Calcium is a mineral which is essential for strong bones and teeth. In fact, almost 99% of the calcium in our bodies forms the structural component to our bones and skeletal system. If calcium levels in the blood drop, the body will restore them by drawing calcium from the bones.

Calcium also plays a vital role in heart, muscle, nerve and blood function.

When you don’t consume enough calcium from your diet, your body will withdraw calcium from the bones and overtime this can reduce bone mineral density, lead to bones becoming brittle and increase the risk of osteoporosis.

Osteoporosis is the most common bone disease in humans and is categorised by low bone mass, structural deterioration and decreased bone strength. A lower bone mineral density increases the risk of fractures. In the five to ten years following menopause, women can lose up to 20% of their bone mass and 50% of these will experience an osteoporotic fracture at some point in time. This is because levels of the hormone, oestrogen, drop after menopause. Oestrogen plays an important role in maintaining bone strength, so a drop in oestrogen levels may result in increased bone loss.

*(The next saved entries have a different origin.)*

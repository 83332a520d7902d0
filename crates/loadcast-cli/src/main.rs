use clap::Parser;
use tracing::error;
use tracing_subscriber::FmtSubscriber;

mod cli;
mod commands;

use cli::{Cli, Commands};

fn main() {
    let cli = Cli::parse();

    let subscriber = FmtSubscriber::builder()
        .with_max_level(cli.log_level)
        .finish();
    if tracing::subscriber::set_global_default(subscriber).is_err() {
        eprintln!("failed to install tracing subscriber");
    }

    let result = match &cli.command {
        Commands::Etl { config } => commands::etl::handle(config),
        Commands::Prepare(args) => commands::prepare::handle(args),
    };

    if let Err(err) = result {
        error!("{err:#}");
        std::process::exit(1);
    }
}
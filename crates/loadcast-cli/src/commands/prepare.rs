use std::path::Path;

use anyhow::{Context, Result};
use polars::prelude::*;
use tracing::info;

use loadcast_core::LoadcastError;
use loadcast_io::read_frame;
use loadcast_train::{chronological_split, prepare_sequences, TrainingArtifact};

use crate::cli::PrepareArgs;

pub fn handle(args: &PrepareArgs) -> Result<()> {
    let df = read_frame(Path::new(&args.input))
        .with_context(|| format!("reading feature table '{}'", args.input))?;
    let series = extract_series(&df, &args.column, args.region.as_deref())?;
    info!(
        "loaded {} values of '{}' from {}",
        series.len(),
        args.column,
        args.input
    );

    let prepared = prepare_sequences(&series, args.seq_len)?;
    let pairs = prepared.x.shape()[0];
    info!(
        "prepared sequences: X=({pairs}, {}, 1), y=({pairs}, 1)",
        args.seq_len
    );

    let split = chronological_split(&prepared.x, &prepared.y, args.train_fraction)?;
    info!(
        "chronological split: {} training pairs, {} validation pairs",
        split.x_train.shape()[0],
        split.x_val.shape()[0]
    );

    if let Some(path) = &args.artifact_out {
        let artifact = TrainingArtifact {
            seq_len: args.seq_len,
            train_fraction: args.train_fraction,
            scaler: prepared.scaler.clone(),
        };
        artifact.save(Path::new(path))?;
        info!("wrote training artifact to {path}");
    }
    Ok(())
}

/// Pull the target column as a chronologically ordered series.
///
/// Rows are optionally restricted to one region; when the input carries a
/// `timestamp` column the values are ordered by it, otherwise row order is
/// taken as chronological.
fn extract_series(df: &DataFrame, column: &str, region: Option<&str>) -> Result<Vec<f64>> {
    let target = df
        .column(column)
        .with_context(|| format!("feature table has no column '{column}'"))?
        .cast(&DataType::Float64)
        .with_context(|| format!("casting column '{column}' to Float64"))?;
    let values = target.f64()?;

    let mut keep: Vec<usize> = match region {
        Some(want) => {
            let regions = df
                .column("region")
                .context("--region given but the input has no region column")?
                .utf8()
                .context("region column must be utf8")?;
            (0..df.height())
                .filter(|&row| regions.get(row) == Some(want))
                .collect()
        }
        None => (0..df.height()).collect(),
    };
    if keep.is_empty() {
        return Err(LoadcastError::InsufficientData(format!(
            "no rows selected from '{column}'{}",
            region.map(|r| format!(" for region '{r}'")).unwrap_or_default()
        ))
        .into());
    }

    if let Ok(ts_col) = df.column("timestamp") {
        let timestamps = ts_col.i64().context("timestamp column must be Int64")?;
        keep.sort_by_key(|&row| timestamps.get(row));
    }

    keep.iter()
        .map(|&row| {
            values.get(row).ok_or_else(|| {
                LoadcastError::Schema(format!("null value at row {row} of column '{column}'"))
                    .into()
            })
        })
        .collect()
}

How much calcium do you need?

Recommended Dietary Intake (RDI) for adults:

  • Females & males aged 19-50: 1000mg / day
  • Females aged >70 years (post-menopausal): 1300mg / day
  • Males aged >70 years: 1000mg / day

People with osteoporosis or osteopenia should aim to consume 1300mg calcium per day (or at least 1000mg), ideally from the diet. If this cannot be achieved through diet alone, speak to your health care practitioner to assess if calcium supplements and appropriate for you.

Food sources of calcium:

Dairy foods are the main sources of dietary calcium however calcium can also be obtained from other foods, from fortified foods and from supplements. The calcium is milk is generally well absorbed in the body. A cup of milk (250mL) contains 310mg calcium and 100mg (30%) of this is absorbed in the body.

What if you’re dairy free or lactose free?

You can still reach your calcium target if you are following a lactose-free, vegan or dairy free diet, however you do need to know what your best food sources are.

Bioavailability of calcium:

The absorption rate of calcium from different foods is called ‘bioavailability’. Dairy foods have a high bioavailability, compared to some other plant-based foods, such as spinach, which can have a low bioavailability. However, there are a number of plant-based foods which provide a good source of bioavailable calcium.

Low FODMAP Calcium-Rich Food Lists

From Dairy and Seafood:

Food source  Average serve size Calcium content (mg) per average serve size
Lactose Free Cow’s Milk 1 cup (250mL) 310
Cheese – Cheddar, Colby, Tasty  2 slices (40g) 300
Cheese – Parmesan  20g 190
Cheese- Feta 40g 160
Plain Lactose Free Yoghurt 200g 300
Lactose Free Kefir (fermented milk) 200mL 200


Tuna fortified with calcium (John West) 90g tin 800-1000
Sardines with bones 100g 270
Sardines without bones 100g 80
Canned salmon with bones 100g 190


From Plant Foods:

Food source  Average serve size Calcium content (mg) per average serve size
Dairy Alternatives
Calcium-fortified low FODMAP Plant Milk


Choose almond, rice or soy-protein milk (eg. So Good) for low FODMAP options.

1 cup (250mL) 300

Shake well before pouring as calcium can separate to the bottle of the bottle.

Calcium-set Firm Tofu

(calcium-set contributes more calcium than magnesium-set)

125g 170 – 400

*Look for calcium sulfate / gypsum / e516 OR

magnesium chloride / nigari / e511 on ingredients list

Bok Choy  1 cup cooked 170
Kale 1 cup 120 (Note: lower bioavailability than bok choy)
Broccoli 100g 200

(Note: lower bioavailability than bok choy, broccoli heads are lower in FODMAPs than broccoli stalk)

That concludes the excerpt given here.